■ ACTIVITY:
Scan the entries for lines with "replace" and say how many there are, with nothing more.

Stored items from a collection

impl NavigationTarget {
    pub(crate) fn slug(self) -> &'static str {
        match self {
            NavigationTarget::Dashboard => "dashboard",
            NavigationTarget::Exams => "exams",
            NavigationTarget::QuestionBank => "question_bank",
            NavigationTarget::StudyPacks => "study_packs",
            NavigationTarget::Results => "results",
            NavigationTarget::Analyze => "analyze",
            NavigationTarget::Profile => "profile",
            NavigationTarget::AdminUsers => "users",
        }
    }

    pub(crate) fn path(self) -> &'static str {
        match self {
            NavigationTarget::Dashboard => "/dashboard",
            NavigationTarget::Exams => "/exams",
            NavigationTarget::QuestionBank => "/admin/questions",
            NavigationTarget::StudyPacks => "/study-packs",
            NavigationTarget::Results => "/results",
            NavigationTarget::Analyze => "/analyze",
            NavigationTarget::Profile => "/profile",
            NavigationTarget::AdminUsers => "/admin/users",
        }
    }

    pub(crate) fn label(self) -> &'static str {
        match self {
            NavigationTarget::Dashboard => "the dashboard",
            NavigationTarget::Exams => "the exams page",
            NavigationTarget::QuestionBank => "the question bank",
            NavigationTarget::StudyPacks => "the study packs",
            NavigationTarget::Results => "your results",
            NavigationTarget::Analyze => "the document analyzer",
            NavigationTarget::Profile => "your profile",
            NavigationTarget::AdminUsers => "the user management page",
        }
    }

    pub(crate) fn visible_to(self, role: UserRole) -> bool {
        match self {
            NavigationTarget::QuestionBank => role.is_staff(),
            NavigationTarget::AdminUsers => role == UserRole::Admin,
            _ => true,
        }
    }

    pub(crate) fn from_slug(raw: &str) -> Option<Self> {
        match raw.trim().to_ascii_lowercase().replace('-', "_").as_str() {
            "dashboard" | "home" => Some(NavigationTarget::Dashboard),
            "exams" | "exam" => Some(NavigationTarget::Exams),
            "question_bank" | "questions" | "bank" => Some(NavigationTarget::QuestionBank),
            "study_packs" | "groups" => Some(NavigationTarget::StudyPacks),
            "results" => Some(NavigationTarget::Results),
            "analyze" | "analyzer" => Some(NavigationTarget::Analyze),
            "profile" => Some(NavigationTarget::Profile),
            "users" | "admin_users" => Some(NavigationTarget::AdminUsers),
            _ => None,
        }
    }

    /// Keyword lookup for the heuristic matcher; multi-word phrases are
    /// checked before their shorter substrings.
    fn from_message(lowered: &str) -> Option<Self> {
        const KEYWORDS: &[(&str, NavigationTarget)] = &[
            ("question bank", NavigationTarget::QuestionBank),
            ("study pack", NavigationTarget::StudyPacks),
            ("dashboard", NavigationTarget::Dashboard),
            ("exam", NavigationTarget::Exams),
            ("result", NavigationTarget::Results),
            ("score", NavigationTarget::Results),
            ("analy", NavigationTarget::Analyze),
            ("profile", NavigationTarget::Profile),
            ("user", NavigationTarget::AdminUsers),
            ("bank", NavigationTarget::QuestionBank),
            ("home", NavigationTarget::Dashboard),
        ];
        KEYWORDS
            .iter()
            .find(|(keyword, _)| lowered.contains(keyword))
            .map(|(_, target)| *target)
    }
}

/// Closed set of recognized intents. Parameters stay optional here; the
/// executor owns validation and authorization.
#[derive(Debug, Clone, PartialEq)]
pub(crate) enum Intent {
    Navigate {
        target: NavigationTarget,
    },
    CreateQuestion {
        category: Option<Category>,
        guidance: Option<String>,
    },
    CreateExam {
        title: Option<String>,
        category: Option<Category>,
        questions: Option<i64>,
        guidance: Option<String>,
    },
    CreateGroup {
        name: Option<String>,
        category: Option<Category>,
        description: Option<String>,
    },
    CreateUser {
        username: Option<String>,
        email: Option<String>,
        role: Option<UserRole>,
    },
    Chat {
        question: String,
    },
}

impl Intent {
    pub(crate) fn kind(&self) -> &'static str {
        match self {
            Intent::Navigate { .. } => "navigate",
            Intent::CreateQuestion { .. } => "create_question",
            Intent::CreateExam { .. } => "create_exam",
            Intent::CreateGroup { .. } => "create_group",
            Intent::CreateUser { .. } => "create_user",
            Intent::Chat { .. } => "chat",
        }
    }

    pub(crate) fn is_chat(&self) -> bool {
        matches!(self, Intent::Chat { .. })
    }
}

/// Router output. The fallback matcher yields exactly one intent; the model
/// may return an answer plus several actions.
#[derive(Debug, Clone)]
pub(crate) struct Classification {
    pub(crate) answer: Option<String>,
    pub(crate) intents: Vec<Intent>,
}

impl Classification {
    fn chat(message: &str) -> Self {
        Self { answer: None, intents: vec![Intent::Chat { question: message.to_string() }] }
    }
}

pub(crate) async fn classify(
    model: &ModelClient,
    role: UserRole,
    message: &str,
) -> Classification {
    match model.complete_json(&router_instructions(role), message, 0.3).await {
        Ok(value) => parse_model_reply(&value, message, role),
        Err(err) => {
            tracing::debug!(error = %err, "Intent model unavailable, using keyword matcher");
            fallback_classify(message, role)
        }
    }
}

fn permitted_kinds(role: UserRole) -> &'static str {
    match role {
        UserRole::Student => "navigate",
        UserRole::Teacher => "navigate, create_question, create_exam, create_group",
        UserRole::Admin => "navigate, create_question, create_exam, create_group, create_user",
    }
}
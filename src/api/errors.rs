use axum::http::{header, HeaderValue, StatusCode};
use axum::response::{IntoResponse, Response};
use axum::Json;
use serde::Serialize;

#[derive(Debug, Serialize)]
struct ErrorResponse {
    status: u16,
    detail: String,
}

#[derive(Debug)]
pub(crate) enum ApiError {
    Unauthorized(&'static str),
    Forbidden(&'static str),
    BadRequest(String),
    NotFound(String),
    Conflict(String),
    TooManyRequests(&'static str),
    Internal(String),
}

impl ApiError {
    /// Log the underlying error with context and return an `Internal` variant.
    pub(crate) fn internal(err: impl std::fmt::Display, context: &str) -> Self {
        tracing::error!(error = %err, "{context}");
        Self::Internal(context.to_string())
    }
}

impl IntoResponse for ApiError {
    fn into_response(self) -> Response {
        let (status, detail) = match self {
            ApiError::Unauthorized(message) => (StatusCode::UNAUTHORIZED, message.to_string()),
            ApiError::Forbidden(message) => (StatusCode::FORBIDDEN, message.to_string()),
            ApiError::BadRequest(message) => (StatusCode::BAD_REQUEST, message),
            ApiError::NotFound(message) => (StatusCode::NOT_FOUND, message),
            ApiError::Conflict(message) => (StatusCode::CONFLICT, message),
            ApiError::TooManyRequests(message) => {
                (StatusCode::TOO_MANY_REQUESTS, message.to_string())
            }
            ApiError::Internal(message) => {
                tracing::error!(error = %message, "Internal server error");
                (StatusCode::INTERNAL_SERVER_ERROR, message)
            }
        };

        let mut response =
            (status, Json(ErrorResponse { status: status.as_u16(), detail })).into_response();
        if status == StatusCode::UNAUTHORIZED {
            response
                .headers_mut()
                .insert(header::WWW_AUTHENTICATE, HeaderValue::from_static("Bearer"));
        }
        response
    }
}
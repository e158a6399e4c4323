//! Holds the materialised page and arbitrates overlapping page fetches.
//!
//! Every request gets a sequence number. Only a completion carrying the
//! latest sequence number is applied; anything older is stale and dropped,
//! so rapid page turns can never let an earlier page overwrite a later one.

use crate::error::{CoreError, ErrorKind};
use crate::model::{Page, PageNumber};
use std::sync::Arc;
use tracing::{debug, info, warn};

const LOG_TARGET: &str = "mushaf::page_store";

/// Observable state of the store.
#[derive(Debug, Clone, Default)]
pub enum PageState {
    #[default]
    Idle,
    Loading {
        page_number: PageNumber,
    },
    Ready(Arc<Page>),
    Failed {
        page_number: PageNumber,
        kind: ErrorKind,
        reason: String,
    },
}

impl PageState {
    #[must_use]
    pub const fn is_loading(&self) -> bool {
        matches!(self, Self::Loading { .. })
    }
}

/// Ticket for an issued fetch; hand it back to [`PageStore::complete`].
#[derive(Debug, Clone, Copy, PartialEq, Eq)]
pub struct PageRequest {
    pub seq: u64,
    pub page_number: PageNumber,
}

#[derive(Debug, Clone)]
pub enum RequestOutcome {
    /// The caller must fetch this page and report back.
    Fetch(PageRequest),
    /// The page is already materialised; no fetch needed.
    Cached(Arc<Page>),
}

#[derive(Debug)]
pub enum Completion {
    /// The response became the current page.
    Applied {
        page: Arc<Page>,
        page_changed: bool,
    },
    /// The latest request failed; the previous page is retained.
    Failed {
        page_number: PageNumber,
        error: CoreError,
    },
    /// A newer request superseded this one; nothing changed.
    Stale,
}

#[derive(Debug, Default)]
pub struct PageStore {
    latest_seq: u64,
    pending: Option<PageRequest>,
    state: PageState,
    current: Option<Arc<Page>>,
}

impl PageStore {
    #[must_use]
    pub fn new() -> Self {
        Self::default()
    }

    /// Start navigating to `page_number`. Any request still in flight becomes stale.
    pub fn request(&mut self, page_number: PageNumber) -> RequestOutcome {
        self.latest_seq += 1;

        if let Some(current) = self
            .current
            .as_ref()
            .filter(|page| page.page_number == page_number)
        {
            debug!(target: LOG_TARGET, "Page {} already materialised", page_number);
            self.pending = None;
            self.state = PageState::Ready(Arc::clone(current));
            return RequestOutcome::Cached(Arc::clone(current));
        }

        let request = PageRequest {
            seq: self.latest_seq,
            page_number,
        };
        if let Some(previous) = self.pending.replace(request) {
            debug!(
                target: LOG_TARGET,
                "Superseding in-flight request for page {} (seq {})",
                previous.page_number, previous.seq
            );
        }
        self.state = PageState::Loading { page_number };
        RequestOutcome::Fetch(request)
    }

    /// Apply the result of a fetch issued by [`request`](Self::request).
    pub fn complete(&mut self, seq: u64, result: Result<Page, CoreError>) -> Completion {
        let Some(request) = self.pending.filter(|pending| pending.seq == seq) else {
            debug!(
                target: LOG_TARGET,
                "Discarding stale page response (seq {}, latest {})", seq, self.latest_seq
            );
            return Completion::Stale;
        };
        self.pending = None;

        let result = result.and_then(|page| {
            if page.page_number == request.page_number {
                Ok(page)
            } else {
                Err(CoreError::MalformedResponse {
                    reason: format!(
                        "requested page {} but received page {}",
                        request.page_number, page.page_number
                    ),
                })
            }
        });

        match result {
            Ok(page) => {
                let page_changed = self.current_page_number() != Some(page.page_number);
                let page = Arc::new(page);
                info!(
                    target: LOG_TARGET,
                    "Page {} ready ({} lines)", page.page_number, page.lines.len()
                );
                self.current = Some(Arc::clone(&page));
                self.state = PageState::Ready(Arc::clone(&page));
                Completion::Applied { page, page_changed }
            }
            Err(error) => {
                warn!(
                    target: LOG_TARGET,
                    "Failed to load page {}: {}", request.page_number, error
                );
                self.state = PageState::Failed {
                    page_number: request.page_number,
                    kind: error.kind(),
                    reason: error.to_string(),
                };
                Completion::Failed {
                    page_number: request.page_number,
                    error,
                }
            }
        }
    }

    #[must_use]
    pub const fn state(&self) -> &PageState {
        &self.state
    }

    /// The last successfully materialised page, kept across failures.
    #[must_use]
    pub fn current_page(&self) -> Option<&Arc<Page>> {
        self.current.as_ref()
    }

    #[must_use]
    pub fn current_page_number(&self) -> Option<PageNumber> {
        self.current.as_ref().map(|page| page.page_number)
    }

    #[must_use]
    pub const fn pending(&self) -> Option<PageRequest> {
        self.pending
    }
}
pub mod config;
pub mod error;
pub mod event;
pub mod model;
pub mod navigation;
pub mod navigator;
pub mod page_store;
pub mod paths;
pub mod provider;
pub mod resolver;
pub mod time;
pub mod timeline;

#[cfg(test)]
mod fixtures;

pub use config::{
    ApiConfig, AudioConfig, LoggingConfig, MushafConfig, MushafReaderConfig, CONFIG_TEMPLATE,
    DEFAULT_BASE_URL,
};

pub use error::{CoreError, ErrorKind, Result};
pub use event::MushafEvent;
pub use model::{
    AudioTiming, AyahAudio, AyahLocation, AyahNumber, Layout, LayoutId, LayoutsResponse, Line,
    LineType, NavigationTarget, Page, PageNumber, PageTarget, RecitationId, SearchResponse,
    SearchResult, SelectionState, SurahCatalog, SurahInfo, SurahNamesResponse, SurahNumber, Word,
    WordAudio, WordId, DEFAULT_LAYOUT_ID, SURAH_COUNT,
};
pub use navigation::{AyahLookup, Effect, NavigationController, ReadingState};
pub use navigator::{bootstrap, Navigator, NavigatorHandle};
pub use page_store::{Completion, PageRequest, PageState, PageStore, RequestOutcome};
pub use paths::{
    cache_dir, config_dir, config_path, log_file_path, APP_DIR_NAME, CONFIG_FILE_NAME,
    LOG_FILE_NAME,
};
pub use provider::{MediaOutput, MushafApi, SearchQuery, DEFAULT_SEARCH_LIMIT};
pub use resolver::{AyahIndex, LocationResolver, PageWordRange, WordIndex};
pub use time::DurationExt;
pub use timeline::{
    AudioTimeline, AutoStop, AyahKey, AyahTimings, LoadOutcome, MediaCommand, PlaybackStatus,
    TimingLoad, Transition,
};
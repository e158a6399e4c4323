//! Path constants for configuration and log files.

use std::path::PathBuf;

/// Application directory name under ~/.config/ and the platform cache dir
pub const APP_DIR_NAME: &str = "mushaf-reader";

/// The name of the main configuration file
pub const CONFIG_FILE_NAME: &str = "config.toml";

/// The name of the log file written when file logging is enabled
pub const LOG_FILE_NAME: &str = "mushaf-reader.log";

/// Get the configuration directory path (~/.config/mushaf-reader/)
#[must_use]
pub fn config_dir() -> PathBuf {
    dirs::home_dir()
        .unwrap_or_else(|| PathBuf::from("."))
        .join(".config")
        .join(APP_DIR_NAME)
}

/// Get the config file path (~/.config/mushaf-reader/config.toml)
#[must_use]
pub fn config_path() -> PathBuf {
    config_dir().join(CONFIG_FILE_NAME)
}

/// Get the cache directory path, falling back to the config directory
#[must_use]
pub fn cache_dir() -> PathBuf {
    dirs::cache_dir().map_or_else(config_dir, |dir| dir.join(APP_DIR_NAME))
}

/// Get the log file path (`<cache dir>/mushaf-reader/mushaf-reader.log`)
#[must_use]
pub fn log_file_path() -> PathBuf {
    cache_dir().join(LOG_FILE_NAME)
}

■ SOLUTION FOR THIS PROBLEM:
2